|
From: dan n. <dne...@ya...> - 2019-08-23 23:39:28
|
Hi Marc,
I just wanted to clear up this issue. It is possible, in fact, to save a dataObject in an hdf5 formated file and read it in Octave. There is no bug, except ones that existed in my brain, which are now fixed.
I originally did two things incorrectly. First, I created an hdf5 file with hpf5.file, called hf. I then used hf to create the dataset. However, I supplied a dataObject, d, to the hf.create_dataset call (i.e., hf.create_dataset('dataset_1',data=d). This created an erroneous hdf5 file. When I converted the dataObject to a numpy array (nd=np.array(d), where numpy was imported as np) and supplied that to hf.create_dataset, i.e., hf.create_dataset('dataset_1',data=nd), I was able to view the file's contents using hdfviewer (an app I loaded onto my centos7 system to test the validity of hdf5 files).
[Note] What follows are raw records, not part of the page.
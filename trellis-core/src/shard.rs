//! Deterministic symbol-to-shard partitioning.
//!
//! Shards are contiguous ranges over the universe's insertion order, not a
//! hash: symbol at position `i` belongs to shard `i / ratio`, and the shard
//! count is `ceil(n / ratio)`. The plan is immutable for the session.

use std::collections::HashMap;

use thiserror::Error;

use crate::{Symbol, SymbolUniverse};

#[derive(Debug, Error)]
pub enum ShardError {
    #[error("symbols-per-shard ratio must be at least 1 (got {0})")]
    InvalidRatio(usize),
}

/// Mapping of every universe symbol to its owning shard index.
#[derive(Clone, Debug)]
pub struct ShardPlan {
    ratio: usize,
    shards: Vec<Vec<Symbol>>,
    index: HashMap<Symbol, usize>,
}

impl ShardPlan {
    /// Partition `universe` into `ceil(len / ratio)` contiguous shards.
    ///
    /// An empty universe yields an empty plan (zero shards); callers must not
    /// start the pipeline in that case.
    pub fn build(universe: &SymbolUniverse, ratio: usize) -> Result<Self, ShardError> {
        if ratio == 0 {
            return Err(ShardError::InvalidRatio(ratio));
        }
        let count = universe.len().div_ceil(ratio);
        let mut shards: Vec<Vec<Symbol>> = vec![Vec::new(); count];
        let mut index = HashMap::with_capacity(universe.len());
        for (position, symbol) in universe.iter().enumerate() {
            let shard = position / ratio;
            shards[shard].push(symbol.clone());
            index.insert(symbol.clone(), shard);
        }
        Ok(Self {
            ratio,
            shards,
            index,
        })
    }

    /// Number of shards in the plan.
    #[must_use]
    pub fn shard_count(&self) -> usize {
        self.shards.len()
    }

    /// The configured symbols-per-shard target.
    #[must_use]
    pub fn ratio(&self) -> usize {
        self.ratio
    }

    /// Owning shard for a symbol, or `None` when the symbol is not in the
    /// plan (events for such symbols are unroutable and must be dropped).
    #[must_use]
    pub fn shard_of(&self, symbol: &str) -> Option<usize> {
        self.index.get(symbol).copied()
    }

    /// Symbols assigned to one shard, in universe order.
    #[must_use]
    pub fn symbols(&self, shard: usize) -> &[Symbol] {
        &self.shards[shard]
    }

    /// All shards in index order.
    #[must_use]
    pub fn shards(&self) -> &[Vec<Symbol>] {
        &self.shards
    }
}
The second thing I did incorrectly was to assume when I loaded the file in Octave, it would be an Octave matrix. In fact, after poking around a bit using Google, it is loaded as an Octave structure. Once I understood that, I copied the matrix held in one of the structure's elements ("dataset_1") into an Octave matrix and it worked fine.
So, it is possible to move dataObjects from itom to Octave matrices using hdf5.
Regards,
Dan |